At the government health centre in the provincial capital Narena, where MSF has covered the cost of consultations and treatment for the last year, attendance rates have more than doubled since the pricing changes, said chief medical official Amaganu Guindo.

“Economic problems are huge in this country. If there has been a change in attendance it’s because the service is now affordable.”

Lack of government funding

Mali’s government has consistently under-funded its national health system, spending just 10 percent of gross domestic product on the health service, instead of the 15 percent recommended by the World Health Organization (WHO).

“Malaria projects especially are mostly financed by international donors,” said Lamine Cissé Sarr, head of WHO in Mali.

According to recent research published by WHO, Mali’s government covers just 2.6 percent of the estimated cost of an effective malaria programme.

The remainder of the funding is supposed to be made up by foreign aid.

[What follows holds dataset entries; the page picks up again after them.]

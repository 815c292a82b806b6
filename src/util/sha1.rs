use sha1::{Digest, Sha1};

pub fn sha1_digest(data: impl AsRef<[u8]>) -> [u8; 20] {
    let mut hasher = Sha1::new();
    hasher.update(data.as_ref());
    let result = hasher.finalize();
    let mut buf = [0u8; 20];
    buf.copy_from_slice(&result);
    buf
}

pub fn sha1_hex(data: impl AsRef<[u8]>) -> String {
    let digest = sha1_digest(data);
    digest.iter().map(|byte| format!("{byte:02x}")).collect()
}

Both of the most important donors for malaria funding, the US President’s Malaria Initiative (PMI) and the Global Fund to Fight AIDS, Tuberculosis and Malaria, treat Mali as a priority.

Both support Mali’s government with purchasing malaria drugs and diagnostic kits, and training healthcare providers. The Global Fund, which this year committed to spend US$26 million in Mali, also backs a local NGO, Group Evo, helping it with purchasing and distributing insecticide treated nets and educating people about malaria prevention.

Christine Sow, a health official with the US aid agency USAID and president of the national steering committee to oversee how Global Fund money is used in Mali, said the Global Fund would be prioritising funding for the community projects only if the government requested it.

“Clearly, to get the coverage needed to make an impact on mortality it is going to be necessary to get drugs out at the community level,” she agreed.

Capacity to deliver

Johns Hopkins School’s Winch cautioned that the government’s capacity to distribute drugs is likely to pose another challenge to getting the scheme off the ground on a national basis.

“In Mali where there are shortages of management expertise at the central level, even if you have the money you can’t necessarily translate it into getting drugs on the ground,” he said. “Drug procurement and supply management is complex, and the government needs to get the right drugs in the right quantity to rural areas, and have a transport system in place too.”

Doing better at preventing and treating malaria would nonetheless leave more of the government’s limited health budget for tackling other chronic diseases.

“Most health centres in malaria endemic zones across Africa are overwhelmed by malaria, so there just is not the clinical time to address other diseases,” said Josh Ruxin, a Columbia University academic who works on the Earth Institute’s Millennium Villages project.

“It is only by preventing malaria cases that you can begin to think about making core improvements to the health system.”